DATA LISTING =
=== Begin Enclosure ===

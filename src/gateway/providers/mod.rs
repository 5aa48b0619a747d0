//! Concrete grading providers.

pub mod chat;
pub mod synthetic;

pub use chat::ChatCompletionsProvider;
pub use synthetic::SyntheticProvider;
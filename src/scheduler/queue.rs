//! Redis-based correction job queue with reliable dequeue.
//!
//! # Queue structure
//!
//! - `{queue_name}`: main queue where jobs wait
//! - `{queue_name}:processing`: jobs currently being processed
//! - `{queue_name}:delayed`: sorted set of jobs scheduled for the future
//! - `{queue_name}:dead_letter`: jobs abandoned after exhausting attempts
//!
//! # Reliability
//!
//! Dequeue uses BRPOPLPUSH to atomically move a job from the main queue to
//! the processing queue, so a crashed worker never loses a job. Delayed jobs
//! (task-level retries) sit in the ZSET scored by their due time and are
//! promoted to the main queue by the reconciliation sweep.

use std::time::Duration;

use redis::aio::ConnectionManager;
use redis::AsyncCommands;
use thiserror::Error;
use uuid::Uuid;

use super::job::CorrectionJob;

/// Errors that can occur during queue operations.
#[derive(Debug, Error)]
pub enum QueueError {
    /// Failed to connect to Redis.
    #[error("Redis connection failed: {0}")]
    ConnectionFailed(String),

    /// Redis operation failed.
    #[error("Redis operation failed: {0}")]
    RedisError(#[from] redis::RedisError),

    /// Failed to serialize job data.
    #[error("Serialization failed: {0}")]
    SerializationFailed(#[from] serde_json::Error),

    /// Job not found in the queue.
    #[error("Job {0} not found")]
    JobNotFound(Uuid),
}

/// Redis-based job queue with reliable dequeue.
pub struct JobQueue {
    /// Redis connection manager (handles reconnection automatically).
    redis: ConnectionManager,
    /// Name of the main queue.
    queue_name: String,
    /// Name of the processing queue.
    processing_queue: String,
    /// Name of the delayed sorted set.
    delayed_set: String,
    /// Name of the dead letter queue.
    dead_letter_queue: String,
}

impl JobQueue {
    /// Connects to Redis and creates a new job queue.
    pub async fn connect(redis_url: &str, queue_name: &str) -> Result<Self, QueueError> {
        let client = redis::Client::open(redis_url)
            .map_err(|e| QueueError::ConnectionFailed(e.to_string()))?;

        let redis = ConnectionManager::new(client)
            .await
            .map_err(|e| QueueError::ConnectionFailed(e.to_string()))?;

        Ok(Self::from_connection(redis, queue_name))
    }

    /// Creates a JobQueue from an existing ConnectionManager.
    ///
    /// Useful when sharing a connection across multiple components.
    pub fn from_connection(redis: ConnectionManager, queue_name: &str) -> Self {
        Self {
            redis,
            queue_name: queue_name.to_string(),
            processing_queue: format!("{}:processing", queue_name),
            delayed_set: format!("{}:delayed", queue_name),
            dead_letter_queue: format!("{}:dead_letter", queue_name),
        }
    }

    /// Enqueues a job for immediate processing.
    ///
    /// Jobs are added to the left of the queue (LPUSH) and dequeued from the
    /// right, giving FIFO order.
    pub async fn enqueue(&self, job: &CorrectionJob) -> Result<(), QueueError> {
        let serialized = serde_json::to_string(job)?;
        let mut conn = self.redis.clone();
        conn.lpush::<_, _, ()>(&self.queue_name, serialized).await?;
        Ok(())
    }

    /// Schedules a job to become runnable after a delay.
    ///
    /// Used for task-level retries: the delay is minutes-scale, long enough
    /// for provider-side incidents to pass, so the job waits in a sorted set
    /// rather than blocking a worker.
    pub async fn enqueue_delayed(
        &self,
        job: &CorrectionJob,
        delay: Duration,
    ) -> Result<(), QueueError> {
        let serialized = serde_json::to_string(job)?;
        let due = chrono::Utc::now().timestamp_millis() + delay.as_millis() as i64;

        let mut conn = self.redis.clone();
        conn.zadd::<_, _, _, ()>(&self.delayed_set, serialized, due)
            .await?;
        Ok(())
    }

    /// Promotes delayed jobs whose due time has passed into the main queue.
    ///
    /// Returns the number of jobs promoted. Safe to run concurrently: the
    /// ZREM/LPUSH pair is atomic per job, and a job removed by another
    /// promoter is simply skipped.
    pub async fn promote_due(&self) -> Result<usize, QueueError> {
        let mut conn = self.redis.clone();
        let now = chrono::Utc::now().timestamp_millis();

        let due_jobs: Vec<String> = conn
            .zrangebyscore(&self.delayed_set, i64::MIN, now)
            .await?;

        let mut promoted = 0;
        for job_data in due_jobs {
            let removed: i64 = conn.zrem(&self.delayed_set, &job_data).await?;
            if removed == 1 {
                conn.lpush::<_, _, ()>(&self.queue_name, &job_data).await?;
                promoted += 1;
            }
        }

        Ok(promoted)
    }

    /// Dequeues the next job, blocking until one is available or timeout.
    ///
    /// Uses BRPOPLPUSH to atomically move the job from the main queue to
    /// the processing queue.
    ///
    /// Returns `Ok(None)` if the timeout expired with no jobs available.
    pub async fn dequeue(&self, timeout: Duration) -> Result<Option<CorrectionJob>, QueueError> {
        let mut conn = self.redis.clone();
        let timeout_secs = timeout.as_secs().max(1) as usize;

        let result: Option<String> = redis::cmd("BRPOPLPUSH")
            .arg(&self.queue_name)
            .arg(&self.processing_queue)
            .arg(timeout_secs)
            .query_async(&mut conn)
            .await?;

        match result {
            Some(data) => {
                let job: CorrectionJob = serde_json::from_str(&data)?;
                Ok(Some(job))
            }
            None => Ok(None),
        }
    }

    /// Acknowledges a job, removing it from the processing queue.
    ///
    /// Called after the worker has reached a final disposition for the job
    /// (completed, failed, discarded, or re-dispatched as a new job).
    pub async fn ack(&self, job_id: Uuid) -> Result<(), QueueError> {
        self.remove_job_from_processing(job_id).await
    }

    /// Moves a job to the dead letter queue.
    ///
    /// Dead-lettered jobs are kept for inspection; the essay itself is
    /// marked failed through the store, so the entry is diagnostic only.
    pub async fn dead_letter(&self, job: &CorrectionJob, error: &str) -> Result<(), QueueError> {
        let mut conn = self.redis.clone();

        self.remove_job_from_processing(job.id).await?;

        let dead_letter_entry = serde_json::json!({
            "job": job,
            "error": error,
            "moved_at": chrono::Utc::now().to_rfc3339(),
        });
        let serialized = serde_json::to_string(&dead_letter_entry)?;

        conn.lpush::<_, _, ()>(&self.dead_letter_queue, serialized)
            .await?;

        Ok(())
    }

    /// Returns the number of jobs waiting in the main queue.
    pub async fn len(&self) -> Result<usize, QueueError> {
        let mut conn = self.redis.clone();
        let len: usize = conn.llen(&self.queue_name).await?;
        Ok(len)
    }

    /// Returns the number of jobs currently being processed.
    pub async fn processing_len(&self) -> Result<usize, QueueError> {
        let mut conn = self.redis.clone();
        let len: usize = conn.llen(&self.processing_queue).await?;
        Ok(len)
    }

    /// Returns the number of jobs waiting in the delayed set.
    pub async fn delayed_len(&self) -> Result<usize, QueueError> {
        let mut conn = self.redis.clone();
        let len: usize = conn.zcard(&self.delayed_set).await?;
        Ok(len)
    }

    /// Returns the number of jobs in the dead letter queue.
    pub async fn dead_letter_len(&self) -> Result<usize, QueueError> {
        let mut conn = self.redis.clone();
        let len: usize = conn.llen(&self.dead_letter_queue).await?;
        Ok(len)
    }

    /// Returns whether the main queue is empty.
    pub async fn is_empty(&self) -> Result<bool, QueueError> {
        Ok(self.len().await? == 0)
    }

    /// Recovers jobs stuck in the processing queue.
    ///
    /// Called on startup to pick up jobs from workers that crashed. Jobs
    /// move back to the main queue unmodified; the worker's preflight
    /// discards them if the essay has moved on in the meantime.
    pub async fn recover_processing_jobs(&self) -> Result<usize, QueueError> {
        let mut conn = self.redis.clone();
        let mut recovered = 0;

        let jobs: Vec<String> = conn.lrange(&self.processing_queue, 0, -1).await?;

        for job_data in jobs {
            if serde_json::from_str::<CorrectionJob>(&job_data).is_ok() {
                let mut pipe = redis::pipe();
                pipe.atomic()
                    .lrem(&self.processing_queue, 1, &job_data)
                    .rpush(&self.queue_name, &job_data);
                pipe.query_async::<_, ()>(&mut conn).await?;
                recovered += 1;
            } else {
                // Unparseable entries cannot be retried; drop them.
                conn.lrem::<_, _, ()>(&self.processing_queue, 1, &job_data)
                    .await?;
            }
        }

        Ok(recovered)
    }

    /// Clears all queues (main, processing, delayed, and dead letter).
    ///
    /// **Warning**: this permanently deletes all jobs.
    pub async fn clear(&self) -> Result<(), QueueError> {
        let mut conn = self.redis.clone();

        let mut pipe = redis::pipe();
        pipe.del(&self.queue_name)
            .del(&self.processing_queue)
            .del(&self.delayed_set)
            .del(&self.dead_letter_queue);
        pipe.query_async::<_, ()>(&mut conn).await?;

        Ok(())
    }

    /// Returns queue statistics.
    pub async fn stats(&self) -> Result<QueueStats, QueueError> {
        let (queue_len, processing_len, delayed_len, dead_letter_len) = tokio::try_join!(
            self.len(),
            self.processing_len(),
            self.delayed_len(),
            self.dead_letter_len()
        )?;

        Ok(QueueStats {
            queue_name: self.queue_name.clone(),
            pending_jobs: queue_len,
            processing_jobs: processing_len,
            delayed_jobs: delayed_len,
            dead_letter_jobs: dead_letter_len,
        })
    }

    /// Peeks at jobs in the dead letter queue without removing them.
    pub async fn peek_dead_letter(
        &self,
        limit: usize,
    ) -> Result<Vec<serde_json::Value>, QueueError> {
        let mut conn = self.redis.clone();
        let data: Vec<String> = conn
            .lrange(&self.dead_letter_queue, 0, limit as isize - 1)
            .await?;

        let entries: Result<Vec<serde_json::Value>, _> =
            data.iter().map(|s| serde_json::from_str(s)).collect();

        Ok(entries?)
    }

    /// Helper to remove a job from the processing queue by ID.
    async fn remove_job_from_processing(&self, job_id: Uuid) -> Result<(), QueueError> {
        let mut conn = self.redis.clone();

        let jobs: Vec<String> = conn.lrange(&self.processing_queue, 0, -1).await?;

        for job_data in jobs {
            if let Ok(job) = serde_json::from_str::<CorrectionJob>(&job_data) {
                if job.id == job_id {
                    conn.lrem::<_, _, ()>(&self.processing_queue, 1, &job_data)
                        .await?;
                    return Ok(());
                }
            }
        }

        // Not found is not an error, the job may already be acked.
        Ok(())
    }

    /// Returns the queue name.
    pub fn queue_name(&self) -> &str {
        &self.queue_name
    }
}

/// Statistics about queue state.
#[derive(Debug, Clone)]
pub struct QueueStats {
    /// Name of the queue.
    pub queue_name: String,
    /// Number of jobs waiting to be processed.
    pub pending_jobs: usize,
    /// Number of jobs currently being processed.
    pub processing_jobs: usize,
    /// Number of jobs scheduled for the future.
    pub delayed_jobs: usize,
    /// Number of jobs in the dead letter queue.
    pub dead_letter_jobs: usize,
}

impl QueueStats {
    /// Returns the total number of jobs in all queues.
    pub fn total_jobs(&self) -> usize {
        self.pending_jobs + self.processing_jobs + self.delayed_jobs + self.dead_letter_jobs
    }
}

#[cfg(test)]
mod tests {
    use super::*;

    fn create_test_job() -> CorrectionJob {
        CorrectionJob::new(Uuid::new_v4(), Uuid::new_v4())
    }

    #[test]
    fn test_queue_error_display() {
        let err = QueueError::ConnectionFailed("timeout".to_string());
        assert!(err.to_string().contains("timeout"));

        let err = QueueError::JobNotFound(Uuid::new_v4());
        assert!(err.to_string().contains("not found"));
    }

    #[test]
    fn test_queue_stats() {
        let stats = QueueStats {
            queue_name: "corrections".to_string(),
            pending_jobs: 10,
            processing_jobs: 5,
            delayed_jobs: 3,
            dead_letter_jobs: 2,
        };

        assert_eq!(stats.total_jobs(), 20);
    }

    #[test]
    fn test_job_serialization_roundtrip() {
        let job = create_test_job();
        let serialized = serde_json::to_string(&job).expect("serialization should work");
        let deserialized: CorrectionJob =
            serde_json::from_str(&serialized).expect("deserialization should work");

        assert_eq!(job.id, deserialized.id);
        assert_eq!(job.essay_id, deserialized.essay_id);
    }

    #[test]
    fn test_dead_letter_entry_structure() {
        let job = create_test_job();

        let entry = serde_json::json!({
            "job": job,
            "error": "provider unavailable",
            "moved_at": chrono::Utc::now().to_rfc3339(),
        });

        let serialized = serde_json::to_string(&entry).expect("entry should serialize");
        let parsed: serde_json::Value =
            serde_json::from_str(&serialized).expect("should parse back");

        assert!(parsed.get("job").is_some());
        assert!(parsed.get("error").is_some());
        assert!(parsed.get("moved_at").is_some());
    }
}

=== End Enclosure ===

WORK INSTRUCTIONS =
Find every line in the records that contains the word "atomically"; copy those lines.

OUTPUT BELOW =
//! Dequeue uses BRPOPLPUSH to atomically move a job from the main queue to
    /// Uses BRPOPLPUSH to atomically move the job from the main queue to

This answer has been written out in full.